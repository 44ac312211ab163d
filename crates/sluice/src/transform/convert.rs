use std::fs::File;
use std::io::{BufReader, Seek};
use std::path::Path;
use std::sync::Arc;

use arrow::datatypes::Schema;
use arrow::error::ArrowError;
use arrow::record_batch::RecordBatch;
use parquet::arrow::ArrowWriter;
use parquet::basic::{Compression, ZstdLevel};
use parquet::file::properties::WriterProperties;
use tracing::debug;

use crate::classify::TabularFormat;
use crate::config::{ConversionConfig, ParquetCompression};
use crate::transform::TransformError;

#[derive(Debug, Clone, Copy, PartialEq, Eq, Default)]
pub struct ConversionStats {
    pub rows: u64,
    pub batches: u64,
    pub columns: usize,
}

/// Turns one tabular source into exactly one output stream.
pub trait Converter: Send + Sync {
    /// Content type recorded on converted objects.
    fn content_type(&self) -> &'static str;

    /// Reads `input` and writes the converted form into `output`.
    fn convert(
        &self,
        input: &Path,
        format: TabularFormat,
        output: &mut File,
    ) -> Result<ConversionStats, TransformError>;
}

/// CSV, TSV and JSON Lines to Parquet.
///
/// The schema is inferred over the whole input, then rows are streamed in
/// batches of `batch_rows`.
#[derive(Debug, Clone)]
pub struct ParquetConverter {
    batch_rows: usize,
    compression: ParquetCompression,
}

impl ParquetConverter {
    pub fn new(config: &ConversionConfig) -> Self {
        Self {
            batch_rows: config.batch_rows.max(1),
            compression: config.compression,
        }
    }

    fn writer_properties(&self) -> WriterProperties {
        let compression = match self.compression {
            ParquetCompression::Snappy => Compression::SNAPPY,
            ParquetCompression::Zstd => Compression::ZSTD(ZstdLevel::default()),
            ParquetCompression::None => Compression::UNCOMPRESSED,
        };
        WriterProperties::builder()
            .set_compression(compression)
            .build()
    }

    fn write_batches<I>(
        &self,
        schema: Arc<Schema>,
        batches: I,
        output: &mut File,
    ) -> Result<ConversionStats, TransformError>
    where
        I: Iterator<Item = Result<RecordBatch, ArrowError>>,
    {
        let mut stats = ConversionStats {
            columns: schema.fields().len(),
            ..Default::default()
        };
        let mut writer = ArrowWriter::try_new(output, schema, Some(self.writer_properties()))
            .map_err(parquet_error)?;

        for batch in batches {
            let batch = batch.map_err(arrow_error)?;
            stats.rows += batch.num_rows() as u64;
            stats.batches += 1;
            writer.write(&batch).map_err(parquet_error)?;
        }

        writer.close().map_err(parquet_error)?;
        Ok(stats)
    }

    fn convert_delimited(
        &self,
        input: &Path,
        delimiter: u8,
        output: &mut File,
    ) -> Result<ConversionStats, TransformError> {
        let mut file = File::open(input)?;
        let format = arrow::csv::reader::Format::default()
            .with_header(true)
            .with_delimiter(delimiter);
        let (schema, _) = format.infer_schema(&mut file, None).map_err(arrow_error)?;
        ensure_columns(&schema)?;
        file.rewind()?;

        let schema = Arc::new(schema);
        let reader = arrow::csv::ReaderBuilder::new(schema.clone())
            .with_header(true)
            .with_delimiter(delimiter)
            .with_batch_size(self.batch_rows)
            .build(file)
            .map_err(arrow_error)?;

        self.write_batches(schema, reader, output)
    }

    fn convert_json_lines(
        &self,
        input: &Path,
        output: &mut File,
    ) -> Result<ConversionStats, TransformError> {
        let mut reader = BufReader::new(File::open(input)?);
        let (schema, _) = arrow::json::reader::infer_json_schema_from_seekable(&mut reader, None)
            .map_err(arrow_error)?;
        ensure_columns(&schema)?;
        reader.rewind()?;

        let schema = Arc::new(schema);
        let rows = arrow::json::ReaderBuilder::new(schema.clone())
            .with_batch_size(self.batch_rows)
            .build(reader)
            .map_err(arrow_error)?;

        self.write_batches(schema, rows, output)
    }
}

impl Converter for ParquetConverter {
    fn content_type(&self) -> &'static str {
        "application/vnd.apache.parquet"
    }

    fn convert(
        &self,
        input: &Path,
        format: TabularFormat,
        output: &mut File,
    ) -> Result<ConversionStats, TransformError> {
        let stats = match format {
            TabularFormat::Csv => self.convert_delimited(input, b',', output)?,
            TabularFormat::Tsv => self.convert_delimited(input, b'\t', output)?,
            TabularFormat::JsonLines => self.convert_json_lines(input, output)?,
        };
        output.sync_all()?;
        debug!(
            rows = stats.rows,
            batches = stats.batches,
            columns = stats.columns,
            "Converted to parquet"
        );
        Ok(stats)
    }
}

fn ensure_columns(schema: &Schema) -> Result<(), TransformError> {
    if schema.fields().is_empty() {
        return Err(TransformError::Malformed("no columns found".to_string()));
    }
    Ok(())
}

fn arrow_error(e: ArrowError) -> TransformError {
    match e {
        ArrowError::IoError(_, source) => TransformError::Io(source),
        other => TransformError::Malformed(other.to_string()),
    }
}

fn parquet_error(e: parquet::errors::ParquetError) -> TransformError {
    TransformError::Io(std::io::Error::other(e.to_string()))
}
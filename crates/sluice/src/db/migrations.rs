//! Database migration system.
//!
//! Tracks applied migrations in a `_migrations` table and applies
//! pending ones in order. ADD COLUMN migrations are conditional so a
//! hand-patched schema does not break startup.

use rusqlite::Connection;

use super::error::DatabaseError;

/// A single migration definition.
struct Migration {
    version: u32,
    description: &'static str,
    sql: &'static str,
    /// Whether this migration needs conditional handling
    /// (e.g. ADD COLUMN that may already exist).
    kind: MigrationKind,
}

enum MigrationKind {
    /// Execute the SQL directly.
    Standard,
    /// ALTER TABLE ADD COLUMN, skipped if the column already exists.
    AddColumn {
        table: &'static str,
        column: &'static str,
    },
}

/// All migrations in order. Each is applied at most once.
const MIGRATIONS: &[Migration] = &[
    Migration {
        version: 1,
        description: "create_progress_table",
        sql: include_str!("sql/001_create_progress.sql"),
        kind: MigrationKind::Standard,
    },
    Migration {
        version: 2,
        description: "add_bytes_transferred_to_progress",
        sql: include_str!("sql/002_add_bytes_transferred.sql"),
        kind: MigrationKind::AddColumn {
            table: "progress",
            column: "bytes_transferred",
        },
    },
];

/// Runs all pending migrations on the given connection.
pub fn run_all(conn: &Connection) -> Result<(), DatabaseError> {
    conn.execute_batch(
        "CREATE TABLE IF NOT EXISTS _migrations (
            version INTEGER PRIMARY KEY,
            description TEXT NOT NULL,
            applied_at TEXT NOT NULL DEFAULT (datetime('now'))
        );",
    )?;

    let current_version: u32 = conn.query_row(
        "SELECT COALESCE(MAX(version), 0) FROM _migrations",
        [],
        |r| r.get(0),
    )?;

    for migration in MIGRATIONS.iter().filter(|m| m.version > current_version) {
        apply(conn, migration)?;
    }

    Ok(())
}

/// Applies one migration and records it in the same transaction, so a crash
/// mid-migration leaves the schema at the previous version.
fn apply(conn: &Connection, migration: &Migration) -> Result<(), DatabaseError> {
    let should_run = match &migration.kind {
        MigrationKind::Standard => true,
        MigrationKind::AddColumn { table, column } => !column_exists(conn, table, column)?,
    };

    let tx = conn.unchecked_transaction()?;
    if should_run {
        log::info!(
            "Running migration v{}: {}",
            migration.version,
            migration.description
        );
        tx.execute_batch(migration.sql)
            .map_err(|e| DatabaseError::Migration {
                version: migration.version,
                reason: e.to_string(),
            })?;
    } else {
        log::info!(
            "Skipping migration v{} ({}): already applied",
            migration.version,
            migration.description
        );
    }
    tx.execute(
        "INSERT INTO _migrations (version, description) VALUES (?1, ?2)",
        rusqlite::params![migration.version, migration.description],
    )?;
    tx.commit()?;
    Ok(())
}

/// Checks whether a column exists on a table using `PRAGMA table_info`.
fn column_exists(conn: &Connection, table: &str, column: &str) -> Result<bool, DatabaseError> {
    // Identifiers cannot be bound as parameters.
    if !table.chars().all(|c| c.is_ascii_alphanumeric() || c == '_') {
        return Err(DatabaseError::Migration {
            version: 0,
            reason: format!("Invalid table name: {}", table),
        });
    }
    let mut stmt = conn.prepare(&format!("PRAGMA table_info({})", table))?;
    let exists = stmt
        .query_map([], |row| row.get::<_, String>(1))?
        .any(|r| r.map(|name| name == column).unwrap_or(false));
    Ok(exists)
}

______________________________

Restate, without alteration, the lines of the material above that begin at the one containing "Checks whether a" and run through its last line.

Finished exercise:
/// Checks whether a column exists on a table using `PRAGMA table_info`.
fn column_exists(conn: &Connection, table: &str, column: &str) -> Result<bool, DatabaseError> {
    // Identifiers cannot be bound as parameters.
    if !table.chars().all(|c| c.is_ascii_alphanumeric() || c == '_') {
        return Err(DatabaseError::Migration {
            version: 0,
            reason: format!("Invalid table name: {}", table),
        });
    }
    let mut stmt = conn.prepare(&format!("PRAGMA table_info({})", table))?;
    let exists = stmt
        .query_map([], |row| row.get::<_, String>(1))?
        .any(|r| r.map(|name| name == column).unwrap_or(false));
    Ok(exists)
}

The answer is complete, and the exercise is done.